**GIVEN RECORDS**
*** Block opens ***

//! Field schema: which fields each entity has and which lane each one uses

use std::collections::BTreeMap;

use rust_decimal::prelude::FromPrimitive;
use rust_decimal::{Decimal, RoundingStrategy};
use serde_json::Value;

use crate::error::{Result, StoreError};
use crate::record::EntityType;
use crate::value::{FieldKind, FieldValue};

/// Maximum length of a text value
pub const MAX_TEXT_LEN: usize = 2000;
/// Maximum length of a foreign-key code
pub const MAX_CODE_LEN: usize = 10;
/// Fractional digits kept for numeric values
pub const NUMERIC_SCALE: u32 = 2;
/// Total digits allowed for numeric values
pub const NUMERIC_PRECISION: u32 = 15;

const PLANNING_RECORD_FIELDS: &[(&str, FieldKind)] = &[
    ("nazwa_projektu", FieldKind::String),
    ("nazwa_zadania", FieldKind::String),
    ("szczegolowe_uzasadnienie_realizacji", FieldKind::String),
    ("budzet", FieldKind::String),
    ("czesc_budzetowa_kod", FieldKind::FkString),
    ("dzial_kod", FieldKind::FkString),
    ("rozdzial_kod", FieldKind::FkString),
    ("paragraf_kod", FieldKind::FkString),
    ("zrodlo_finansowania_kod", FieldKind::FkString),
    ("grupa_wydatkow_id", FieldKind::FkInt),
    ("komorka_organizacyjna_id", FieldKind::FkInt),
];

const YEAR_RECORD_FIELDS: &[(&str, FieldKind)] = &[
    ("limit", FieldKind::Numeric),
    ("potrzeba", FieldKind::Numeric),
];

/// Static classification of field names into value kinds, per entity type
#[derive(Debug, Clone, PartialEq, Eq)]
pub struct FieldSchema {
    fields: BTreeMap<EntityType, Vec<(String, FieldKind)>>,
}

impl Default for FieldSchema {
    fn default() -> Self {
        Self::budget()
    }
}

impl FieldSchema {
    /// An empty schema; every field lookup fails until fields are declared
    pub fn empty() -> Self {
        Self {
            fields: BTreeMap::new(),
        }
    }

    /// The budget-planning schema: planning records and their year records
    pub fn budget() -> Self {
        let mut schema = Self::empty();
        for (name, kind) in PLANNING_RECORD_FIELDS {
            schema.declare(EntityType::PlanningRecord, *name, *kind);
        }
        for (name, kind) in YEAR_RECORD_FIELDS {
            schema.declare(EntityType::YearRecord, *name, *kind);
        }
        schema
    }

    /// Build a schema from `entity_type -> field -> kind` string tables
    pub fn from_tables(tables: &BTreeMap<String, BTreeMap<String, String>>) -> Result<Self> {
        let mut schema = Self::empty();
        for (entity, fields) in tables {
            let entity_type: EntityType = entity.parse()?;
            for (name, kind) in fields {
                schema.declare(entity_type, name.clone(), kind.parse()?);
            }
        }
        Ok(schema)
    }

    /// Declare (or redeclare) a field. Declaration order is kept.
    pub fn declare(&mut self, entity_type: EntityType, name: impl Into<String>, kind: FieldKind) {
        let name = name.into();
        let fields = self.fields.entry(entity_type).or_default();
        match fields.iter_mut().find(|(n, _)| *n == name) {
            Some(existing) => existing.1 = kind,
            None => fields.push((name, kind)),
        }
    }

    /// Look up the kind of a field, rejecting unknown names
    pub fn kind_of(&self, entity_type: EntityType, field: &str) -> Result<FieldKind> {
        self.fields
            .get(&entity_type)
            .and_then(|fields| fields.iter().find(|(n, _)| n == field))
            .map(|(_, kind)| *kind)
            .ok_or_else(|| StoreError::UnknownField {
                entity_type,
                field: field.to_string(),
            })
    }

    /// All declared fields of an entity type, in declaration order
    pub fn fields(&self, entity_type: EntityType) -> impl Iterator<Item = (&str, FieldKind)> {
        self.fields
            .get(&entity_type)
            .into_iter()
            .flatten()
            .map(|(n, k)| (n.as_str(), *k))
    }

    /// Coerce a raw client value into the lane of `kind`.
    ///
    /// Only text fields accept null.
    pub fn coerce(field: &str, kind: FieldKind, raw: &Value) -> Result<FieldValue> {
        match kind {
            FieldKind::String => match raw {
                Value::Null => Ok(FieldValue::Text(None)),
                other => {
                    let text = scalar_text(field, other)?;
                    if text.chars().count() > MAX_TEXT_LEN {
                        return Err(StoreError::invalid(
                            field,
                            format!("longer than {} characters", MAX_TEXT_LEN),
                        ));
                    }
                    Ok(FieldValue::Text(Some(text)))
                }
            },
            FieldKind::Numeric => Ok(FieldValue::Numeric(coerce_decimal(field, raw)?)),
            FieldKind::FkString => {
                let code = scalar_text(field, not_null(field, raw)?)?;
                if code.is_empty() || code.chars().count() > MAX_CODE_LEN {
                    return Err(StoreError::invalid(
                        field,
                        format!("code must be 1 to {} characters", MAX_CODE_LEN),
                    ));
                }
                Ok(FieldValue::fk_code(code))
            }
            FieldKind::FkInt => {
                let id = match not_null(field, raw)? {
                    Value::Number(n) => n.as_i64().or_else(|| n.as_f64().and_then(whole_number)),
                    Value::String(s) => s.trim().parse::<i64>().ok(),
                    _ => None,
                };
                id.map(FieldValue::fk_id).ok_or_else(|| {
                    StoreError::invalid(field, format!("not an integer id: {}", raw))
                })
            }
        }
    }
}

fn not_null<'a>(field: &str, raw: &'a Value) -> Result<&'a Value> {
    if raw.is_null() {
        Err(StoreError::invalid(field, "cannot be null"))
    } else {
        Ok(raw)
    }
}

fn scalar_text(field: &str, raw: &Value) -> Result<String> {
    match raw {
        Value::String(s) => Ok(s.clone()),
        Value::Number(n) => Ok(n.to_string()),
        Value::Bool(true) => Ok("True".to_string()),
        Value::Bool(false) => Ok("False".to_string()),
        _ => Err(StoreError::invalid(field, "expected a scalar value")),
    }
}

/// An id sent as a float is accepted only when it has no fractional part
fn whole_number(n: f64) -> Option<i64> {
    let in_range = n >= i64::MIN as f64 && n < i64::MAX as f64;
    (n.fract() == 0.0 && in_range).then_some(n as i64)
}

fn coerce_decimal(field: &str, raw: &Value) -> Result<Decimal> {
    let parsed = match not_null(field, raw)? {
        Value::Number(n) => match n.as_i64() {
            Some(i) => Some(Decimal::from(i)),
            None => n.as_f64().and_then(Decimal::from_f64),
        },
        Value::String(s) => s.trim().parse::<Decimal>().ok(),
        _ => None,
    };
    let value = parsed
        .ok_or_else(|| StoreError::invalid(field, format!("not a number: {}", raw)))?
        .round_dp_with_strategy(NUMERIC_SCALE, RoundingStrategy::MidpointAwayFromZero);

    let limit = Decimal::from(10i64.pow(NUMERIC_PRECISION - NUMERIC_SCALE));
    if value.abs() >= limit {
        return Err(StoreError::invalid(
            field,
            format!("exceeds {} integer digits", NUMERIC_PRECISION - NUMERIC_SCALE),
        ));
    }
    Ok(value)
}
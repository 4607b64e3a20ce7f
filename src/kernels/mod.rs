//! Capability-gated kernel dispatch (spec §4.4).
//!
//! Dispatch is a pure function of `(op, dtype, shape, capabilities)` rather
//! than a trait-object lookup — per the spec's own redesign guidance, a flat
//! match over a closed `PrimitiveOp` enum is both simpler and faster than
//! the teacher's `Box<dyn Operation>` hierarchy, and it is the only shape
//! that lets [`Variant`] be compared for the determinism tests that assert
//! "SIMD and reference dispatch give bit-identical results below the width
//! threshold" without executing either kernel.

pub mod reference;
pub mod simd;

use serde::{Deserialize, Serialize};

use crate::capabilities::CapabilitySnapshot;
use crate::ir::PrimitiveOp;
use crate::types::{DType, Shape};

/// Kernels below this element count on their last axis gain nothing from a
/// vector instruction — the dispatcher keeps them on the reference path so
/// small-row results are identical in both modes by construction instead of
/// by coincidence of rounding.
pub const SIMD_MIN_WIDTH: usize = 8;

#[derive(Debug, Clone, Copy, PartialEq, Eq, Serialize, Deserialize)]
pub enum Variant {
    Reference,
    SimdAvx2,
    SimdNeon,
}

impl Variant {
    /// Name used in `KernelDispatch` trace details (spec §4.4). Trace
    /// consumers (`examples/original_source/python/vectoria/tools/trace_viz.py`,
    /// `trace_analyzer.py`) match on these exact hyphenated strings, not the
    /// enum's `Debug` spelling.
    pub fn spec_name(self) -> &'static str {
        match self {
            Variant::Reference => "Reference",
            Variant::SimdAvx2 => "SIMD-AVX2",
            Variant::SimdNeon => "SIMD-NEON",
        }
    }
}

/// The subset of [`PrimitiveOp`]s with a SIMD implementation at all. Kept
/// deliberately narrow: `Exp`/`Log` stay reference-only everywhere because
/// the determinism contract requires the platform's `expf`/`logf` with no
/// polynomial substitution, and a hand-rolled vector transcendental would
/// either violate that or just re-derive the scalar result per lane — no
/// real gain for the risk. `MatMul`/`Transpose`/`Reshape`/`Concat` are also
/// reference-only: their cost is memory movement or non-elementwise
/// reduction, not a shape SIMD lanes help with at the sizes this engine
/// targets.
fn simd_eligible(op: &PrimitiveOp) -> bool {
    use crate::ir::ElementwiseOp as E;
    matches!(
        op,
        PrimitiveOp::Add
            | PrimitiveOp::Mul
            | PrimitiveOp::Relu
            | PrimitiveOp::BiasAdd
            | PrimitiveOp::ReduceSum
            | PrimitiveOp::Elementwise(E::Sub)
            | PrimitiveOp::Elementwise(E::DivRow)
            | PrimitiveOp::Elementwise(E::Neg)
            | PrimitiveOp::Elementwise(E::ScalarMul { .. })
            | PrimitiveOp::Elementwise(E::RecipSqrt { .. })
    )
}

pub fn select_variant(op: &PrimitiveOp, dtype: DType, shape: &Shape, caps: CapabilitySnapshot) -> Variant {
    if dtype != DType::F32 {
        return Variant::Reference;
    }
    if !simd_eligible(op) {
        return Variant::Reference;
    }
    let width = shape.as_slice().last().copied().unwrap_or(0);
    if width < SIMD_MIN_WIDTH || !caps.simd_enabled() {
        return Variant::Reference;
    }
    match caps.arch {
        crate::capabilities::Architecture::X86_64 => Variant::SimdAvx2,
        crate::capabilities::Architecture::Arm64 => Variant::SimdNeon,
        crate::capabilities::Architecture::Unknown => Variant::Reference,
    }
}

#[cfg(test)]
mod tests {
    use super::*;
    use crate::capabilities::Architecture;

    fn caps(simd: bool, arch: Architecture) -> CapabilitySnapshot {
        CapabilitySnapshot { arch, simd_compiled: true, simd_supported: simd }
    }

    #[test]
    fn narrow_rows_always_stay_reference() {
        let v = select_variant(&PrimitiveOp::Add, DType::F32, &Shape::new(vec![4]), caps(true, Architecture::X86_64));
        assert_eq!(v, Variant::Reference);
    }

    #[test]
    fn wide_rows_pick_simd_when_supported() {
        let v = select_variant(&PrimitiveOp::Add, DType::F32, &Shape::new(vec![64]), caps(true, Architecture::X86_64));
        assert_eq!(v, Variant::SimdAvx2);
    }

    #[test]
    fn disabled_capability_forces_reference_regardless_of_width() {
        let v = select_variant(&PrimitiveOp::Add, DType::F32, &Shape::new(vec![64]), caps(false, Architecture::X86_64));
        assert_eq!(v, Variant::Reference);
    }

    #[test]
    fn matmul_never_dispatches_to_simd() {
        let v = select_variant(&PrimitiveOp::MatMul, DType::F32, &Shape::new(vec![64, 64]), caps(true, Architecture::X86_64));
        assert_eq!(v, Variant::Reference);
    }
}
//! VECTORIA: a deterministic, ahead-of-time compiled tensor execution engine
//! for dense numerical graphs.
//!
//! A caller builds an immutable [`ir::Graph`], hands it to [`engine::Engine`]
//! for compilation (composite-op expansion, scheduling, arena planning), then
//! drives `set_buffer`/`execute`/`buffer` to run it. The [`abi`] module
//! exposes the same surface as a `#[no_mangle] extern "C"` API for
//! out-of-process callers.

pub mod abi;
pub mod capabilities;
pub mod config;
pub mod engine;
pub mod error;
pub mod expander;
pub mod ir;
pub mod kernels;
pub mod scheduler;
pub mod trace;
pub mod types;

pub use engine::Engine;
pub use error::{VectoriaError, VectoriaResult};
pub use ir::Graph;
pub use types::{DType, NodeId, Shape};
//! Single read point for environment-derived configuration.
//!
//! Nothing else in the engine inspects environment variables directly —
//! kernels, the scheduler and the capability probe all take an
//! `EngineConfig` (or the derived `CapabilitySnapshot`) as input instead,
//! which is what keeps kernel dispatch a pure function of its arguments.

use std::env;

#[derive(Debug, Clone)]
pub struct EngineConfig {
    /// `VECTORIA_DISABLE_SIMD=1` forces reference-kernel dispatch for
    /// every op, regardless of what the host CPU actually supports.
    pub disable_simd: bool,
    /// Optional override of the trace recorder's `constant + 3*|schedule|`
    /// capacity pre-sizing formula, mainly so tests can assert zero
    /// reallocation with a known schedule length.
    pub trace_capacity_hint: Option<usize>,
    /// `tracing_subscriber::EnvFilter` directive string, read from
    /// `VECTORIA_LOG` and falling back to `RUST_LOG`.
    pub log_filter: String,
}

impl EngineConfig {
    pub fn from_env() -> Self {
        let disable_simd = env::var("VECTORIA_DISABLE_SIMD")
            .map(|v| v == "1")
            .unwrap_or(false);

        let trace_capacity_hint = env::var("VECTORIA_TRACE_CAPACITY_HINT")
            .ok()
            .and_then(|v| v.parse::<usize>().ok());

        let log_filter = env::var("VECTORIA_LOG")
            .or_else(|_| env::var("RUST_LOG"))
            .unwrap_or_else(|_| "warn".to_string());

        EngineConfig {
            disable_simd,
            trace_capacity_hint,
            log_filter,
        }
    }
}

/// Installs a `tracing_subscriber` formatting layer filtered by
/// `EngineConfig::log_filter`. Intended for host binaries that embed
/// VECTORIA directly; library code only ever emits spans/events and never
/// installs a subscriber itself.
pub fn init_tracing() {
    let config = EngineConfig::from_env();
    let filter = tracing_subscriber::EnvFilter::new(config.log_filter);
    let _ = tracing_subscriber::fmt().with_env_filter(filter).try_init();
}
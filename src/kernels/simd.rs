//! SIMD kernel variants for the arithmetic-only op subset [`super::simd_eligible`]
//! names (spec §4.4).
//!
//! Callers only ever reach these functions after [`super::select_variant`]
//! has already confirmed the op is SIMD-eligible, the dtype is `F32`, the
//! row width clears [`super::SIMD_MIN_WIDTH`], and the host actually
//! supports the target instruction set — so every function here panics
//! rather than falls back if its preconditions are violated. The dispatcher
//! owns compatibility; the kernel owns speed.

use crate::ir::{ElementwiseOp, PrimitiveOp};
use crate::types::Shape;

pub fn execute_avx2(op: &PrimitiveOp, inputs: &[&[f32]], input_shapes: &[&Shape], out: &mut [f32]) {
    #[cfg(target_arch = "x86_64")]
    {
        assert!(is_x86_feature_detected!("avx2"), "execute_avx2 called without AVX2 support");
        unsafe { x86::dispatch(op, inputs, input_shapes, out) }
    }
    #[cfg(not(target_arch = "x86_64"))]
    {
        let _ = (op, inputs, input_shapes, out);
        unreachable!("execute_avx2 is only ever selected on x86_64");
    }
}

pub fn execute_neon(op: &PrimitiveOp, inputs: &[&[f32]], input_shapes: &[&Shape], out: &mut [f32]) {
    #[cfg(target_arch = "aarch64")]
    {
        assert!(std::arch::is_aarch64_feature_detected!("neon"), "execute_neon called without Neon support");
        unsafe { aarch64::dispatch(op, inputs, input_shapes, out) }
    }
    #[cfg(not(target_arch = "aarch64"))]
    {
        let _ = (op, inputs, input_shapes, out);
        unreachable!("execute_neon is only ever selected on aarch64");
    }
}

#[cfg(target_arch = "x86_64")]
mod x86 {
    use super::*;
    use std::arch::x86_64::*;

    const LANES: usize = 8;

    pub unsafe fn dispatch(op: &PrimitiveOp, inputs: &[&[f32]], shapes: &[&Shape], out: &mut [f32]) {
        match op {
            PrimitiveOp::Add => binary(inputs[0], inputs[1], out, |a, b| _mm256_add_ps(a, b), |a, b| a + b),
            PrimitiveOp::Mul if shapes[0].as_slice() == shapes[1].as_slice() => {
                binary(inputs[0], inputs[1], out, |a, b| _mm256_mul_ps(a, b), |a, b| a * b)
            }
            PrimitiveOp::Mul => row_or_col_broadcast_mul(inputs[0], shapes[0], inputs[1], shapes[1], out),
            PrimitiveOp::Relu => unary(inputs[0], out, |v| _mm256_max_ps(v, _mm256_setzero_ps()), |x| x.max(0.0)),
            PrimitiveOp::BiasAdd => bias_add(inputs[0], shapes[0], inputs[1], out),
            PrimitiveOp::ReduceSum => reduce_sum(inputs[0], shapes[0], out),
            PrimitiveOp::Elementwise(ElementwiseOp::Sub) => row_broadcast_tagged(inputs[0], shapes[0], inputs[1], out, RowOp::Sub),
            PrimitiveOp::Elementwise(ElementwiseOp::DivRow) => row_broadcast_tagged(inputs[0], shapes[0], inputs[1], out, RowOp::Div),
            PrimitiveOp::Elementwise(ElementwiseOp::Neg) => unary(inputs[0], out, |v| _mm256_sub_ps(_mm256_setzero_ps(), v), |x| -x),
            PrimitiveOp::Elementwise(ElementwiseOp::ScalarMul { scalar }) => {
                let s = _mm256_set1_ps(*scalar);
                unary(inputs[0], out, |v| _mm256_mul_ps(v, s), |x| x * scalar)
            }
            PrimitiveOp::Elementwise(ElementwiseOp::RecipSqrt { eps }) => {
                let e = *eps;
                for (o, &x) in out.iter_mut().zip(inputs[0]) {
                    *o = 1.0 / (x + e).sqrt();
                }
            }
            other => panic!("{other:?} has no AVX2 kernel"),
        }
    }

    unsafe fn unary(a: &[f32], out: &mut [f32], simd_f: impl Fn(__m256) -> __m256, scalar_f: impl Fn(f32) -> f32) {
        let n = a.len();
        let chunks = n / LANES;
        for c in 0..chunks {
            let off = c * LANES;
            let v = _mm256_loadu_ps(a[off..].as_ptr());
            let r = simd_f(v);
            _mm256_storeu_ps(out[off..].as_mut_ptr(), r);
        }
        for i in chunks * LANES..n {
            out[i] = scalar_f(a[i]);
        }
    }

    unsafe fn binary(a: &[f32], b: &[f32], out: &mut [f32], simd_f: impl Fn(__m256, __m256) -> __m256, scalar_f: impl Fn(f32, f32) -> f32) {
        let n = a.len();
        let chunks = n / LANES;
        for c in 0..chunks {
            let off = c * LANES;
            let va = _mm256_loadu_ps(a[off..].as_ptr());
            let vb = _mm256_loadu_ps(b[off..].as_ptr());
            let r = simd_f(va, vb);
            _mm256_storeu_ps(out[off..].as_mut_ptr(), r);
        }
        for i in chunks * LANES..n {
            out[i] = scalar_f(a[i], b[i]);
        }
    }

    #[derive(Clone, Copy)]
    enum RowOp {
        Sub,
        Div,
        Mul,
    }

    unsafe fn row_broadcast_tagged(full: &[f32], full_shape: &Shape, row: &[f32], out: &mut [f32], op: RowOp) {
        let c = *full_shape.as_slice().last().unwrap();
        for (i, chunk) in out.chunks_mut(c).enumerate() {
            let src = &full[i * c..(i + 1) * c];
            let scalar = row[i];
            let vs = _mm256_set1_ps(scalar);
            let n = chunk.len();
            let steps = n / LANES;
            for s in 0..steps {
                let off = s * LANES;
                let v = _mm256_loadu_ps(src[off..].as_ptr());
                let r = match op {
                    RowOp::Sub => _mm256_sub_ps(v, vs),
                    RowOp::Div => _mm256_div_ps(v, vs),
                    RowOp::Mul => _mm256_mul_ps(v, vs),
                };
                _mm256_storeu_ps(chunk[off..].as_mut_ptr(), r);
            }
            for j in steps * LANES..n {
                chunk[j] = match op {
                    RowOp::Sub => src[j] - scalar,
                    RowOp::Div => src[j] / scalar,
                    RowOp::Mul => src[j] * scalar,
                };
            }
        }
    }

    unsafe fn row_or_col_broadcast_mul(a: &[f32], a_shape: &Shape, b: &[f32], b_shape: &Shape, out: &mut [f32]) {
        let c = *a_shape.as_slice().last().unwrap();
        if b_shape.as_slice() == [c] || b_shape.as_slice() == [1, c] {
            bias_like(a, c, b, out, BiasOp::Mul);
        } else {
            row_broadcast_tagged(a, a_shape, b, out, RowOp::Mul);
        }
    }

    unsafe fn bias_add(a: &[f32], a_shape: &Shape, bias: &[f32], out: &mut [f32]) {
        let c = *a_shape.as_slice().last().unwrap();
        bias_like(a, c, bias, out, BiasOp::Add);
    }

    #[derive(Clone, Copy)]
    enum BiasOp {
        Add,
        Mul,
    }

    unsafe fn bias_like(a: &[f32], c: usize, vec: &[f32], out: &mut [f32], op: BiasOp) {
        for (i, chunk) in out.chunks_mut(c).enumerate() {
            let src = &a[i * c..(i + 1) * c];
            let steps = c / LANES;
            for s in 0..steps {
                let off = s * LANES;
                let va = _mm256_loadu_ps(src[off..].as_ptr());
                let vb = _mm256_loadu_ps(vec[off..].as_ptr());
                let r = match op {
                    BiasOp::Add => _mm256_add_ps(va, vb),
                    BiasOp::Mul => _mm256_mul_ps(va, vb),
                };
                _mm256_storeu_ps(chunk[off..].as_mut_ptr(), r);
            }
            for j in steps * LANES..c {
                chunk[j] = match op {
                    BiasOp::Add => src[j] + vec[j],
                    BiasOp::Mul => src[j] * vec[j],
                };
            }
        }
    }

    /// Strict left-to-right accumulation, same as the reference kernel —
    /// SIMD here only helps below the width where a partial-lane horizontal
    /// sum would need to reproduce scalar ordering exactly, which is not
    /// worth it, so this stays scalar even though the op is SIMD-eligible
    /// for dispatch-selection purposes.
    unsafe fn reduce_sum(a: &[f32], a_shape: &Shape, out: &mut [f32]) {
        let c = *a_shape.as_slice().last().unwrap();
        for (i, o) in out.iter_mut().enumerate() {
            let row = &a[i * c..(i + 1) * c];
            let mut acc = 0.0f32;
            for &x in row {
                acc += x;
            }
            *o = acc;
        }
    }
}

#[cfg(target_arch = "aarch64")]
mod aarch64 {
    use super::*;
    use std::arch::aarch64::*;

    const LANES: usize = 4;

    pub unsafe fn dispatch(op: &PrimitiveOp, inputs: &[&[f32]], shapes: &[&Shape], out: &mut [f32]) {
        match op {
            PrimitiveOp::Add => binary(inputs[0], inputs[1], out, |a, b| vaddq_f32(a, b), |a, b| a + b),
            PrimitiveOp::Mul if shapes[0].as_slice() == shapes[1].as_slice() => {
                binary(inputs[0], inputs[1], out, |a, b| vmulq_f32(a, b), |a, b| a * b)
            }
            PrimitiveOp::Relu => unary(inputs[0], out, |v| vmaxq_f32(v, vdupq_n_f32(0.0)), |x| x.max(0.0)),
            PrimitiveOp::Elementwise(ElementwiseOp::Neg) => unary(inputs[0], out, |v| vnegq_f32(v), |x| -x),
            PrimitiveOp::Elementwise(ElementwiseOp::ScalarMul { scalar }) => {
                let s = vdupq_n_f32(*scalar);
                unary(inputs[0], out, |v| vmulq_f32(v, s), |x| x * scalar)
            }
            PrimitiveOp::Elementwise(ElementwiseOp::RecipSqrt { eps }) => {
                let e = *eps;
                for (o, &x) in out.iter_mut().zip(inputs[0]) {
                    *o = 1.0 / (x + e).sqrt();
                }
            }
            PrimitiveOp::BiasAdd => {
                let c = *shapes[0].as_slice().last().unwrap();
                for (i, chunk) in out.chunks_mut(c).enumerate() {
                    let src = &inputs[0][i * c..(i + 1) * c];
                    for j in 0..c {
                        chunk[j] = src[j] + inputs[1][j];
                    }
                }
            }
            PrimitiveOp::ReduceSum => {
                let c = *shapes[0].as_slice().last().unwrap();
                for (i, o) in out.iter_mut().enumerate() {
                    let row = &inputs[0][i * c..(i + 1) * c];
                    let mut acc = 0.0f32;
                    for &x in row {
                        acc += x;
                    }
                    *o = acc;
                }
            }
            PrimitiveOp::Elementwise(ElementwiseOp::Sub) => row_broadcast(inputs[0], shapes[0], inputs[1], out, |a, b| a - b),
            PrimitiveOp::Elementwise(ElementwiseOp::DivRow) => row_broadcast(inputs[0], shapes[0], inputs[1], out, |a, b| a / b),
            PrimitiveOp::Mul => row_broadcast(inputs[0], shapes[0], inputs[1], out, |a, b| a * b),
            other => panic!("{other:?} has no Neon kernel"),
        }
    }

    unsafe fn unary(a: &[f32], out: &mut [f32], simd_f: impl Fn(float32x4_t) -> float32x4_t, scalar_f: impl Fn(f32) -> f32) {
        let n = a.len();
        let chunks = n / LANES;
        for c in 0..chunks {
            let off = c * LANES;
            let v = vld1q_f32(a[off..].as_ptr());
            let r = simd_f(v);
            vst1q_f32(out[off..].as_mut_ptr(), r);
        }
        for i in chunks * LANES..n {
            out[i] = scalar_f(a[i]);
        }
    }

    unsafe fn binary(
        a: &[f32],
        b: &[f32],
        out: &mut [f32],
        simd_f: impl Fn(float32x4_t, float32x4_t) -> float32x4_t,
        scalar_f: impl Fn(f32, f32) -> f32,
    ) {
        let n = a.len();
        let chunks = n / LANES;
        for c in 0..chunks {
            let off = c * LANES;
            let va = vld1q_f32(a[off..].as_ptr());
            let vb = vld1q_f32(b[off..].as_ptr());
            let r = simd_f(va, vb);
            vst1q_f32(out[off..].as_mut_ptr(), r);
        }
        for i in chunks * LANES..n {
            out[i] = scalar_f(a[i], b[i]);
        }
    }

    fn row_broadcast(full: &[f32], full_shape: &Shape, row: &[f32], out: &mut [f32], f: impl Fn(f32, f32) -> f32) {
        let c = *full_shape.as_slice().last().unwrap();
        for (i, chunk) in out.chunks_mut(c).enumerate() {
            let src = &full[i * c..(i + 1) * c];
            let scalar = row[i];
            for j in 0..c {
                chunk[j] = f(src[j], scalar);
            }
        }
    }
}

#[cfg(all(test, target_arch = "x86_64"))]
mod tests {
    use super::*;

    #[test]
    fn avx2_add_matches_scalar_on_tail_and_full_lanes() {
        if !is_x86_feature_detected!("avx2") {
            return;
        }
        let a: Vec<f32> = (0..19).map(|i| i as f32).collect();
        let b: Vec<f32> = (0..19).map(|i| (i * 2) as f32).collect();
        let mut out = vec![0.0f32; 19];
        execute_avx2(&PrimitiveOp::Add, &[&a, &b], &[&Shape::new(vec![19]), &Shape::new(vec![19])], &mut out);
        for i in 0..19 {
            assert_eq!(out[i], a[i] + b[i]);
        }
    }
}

*** Block closes ***

**WHAT THIS TASK INVOLVES**
Begin with the first line of the records and finish with the line containing "pub struct FieldSchema". Reproduce those lines exactly, both ends included, and nothing else.

**RESULT FOR THIS EXERCISE**
//! Field schema: which fields each entity has and which lane each one uses

use std::collections::BTreeMap;

use rust_decimal::prelude::FromPrimitive;
use rust_decimal::{Decimal, RoundingStrategy};
use serde_json::Value;

use crate::error::{Result, StoreError};
use crate::record::EntityType;
use crate::value::{FieldKind, FieldValue};

/// Maximum length of a text value
pub const MAX_TEXT_LEN: usize = 2000;
/// Maximum length of a foreign-key code
pub const MAX_CODE_LEN: usize = 10;
/// Fractional digits kept for numeric values
pub const NUMERIC_SCALE: u32 = 2;
/// Total digits allowed for numeric values
pub const NUMERIC_PRECISION: u32 = 15;

const PLANNING_RECORD_FIELDS: &[(&str, FieldKind)] = &[
    ("nazwa_projektu", FieldKind::String),
    ("nazwa_zadania", FieldKind::String),
    ("szczegolowe_uzasadnienie_realizacji", FieldKind::String),
    ("budzet", FieldKind::String),
    ("czesc_budzetowa_kod", FieldKind::FkString),
    ("dzial_kod", FieldKind::FkString),
    ("rozdzial_kod", FieldKind::FkString),
    ("paragraf_kod", FieldKind::FkString),
    ("zrodlo_finansowania_kod", FieldKind::FkString),
    ("grupa_wydatkow_id", FieldKind::FkInt),
    ("komorka_organizacyjna_id", FieldKind::FkInt),
];

const YEAR_RECORD_FIELDS: &[(&str, FieldKind)] = &[
    ("limit", FieldKind::Numeric),
    ("potrzeba", FieldKind::Numeric),
];

/// Static classification of field names into value kinds, per entity type
#[derive(Debug, Clone, PartialEq, Eq)]
pub struct FieldSchema {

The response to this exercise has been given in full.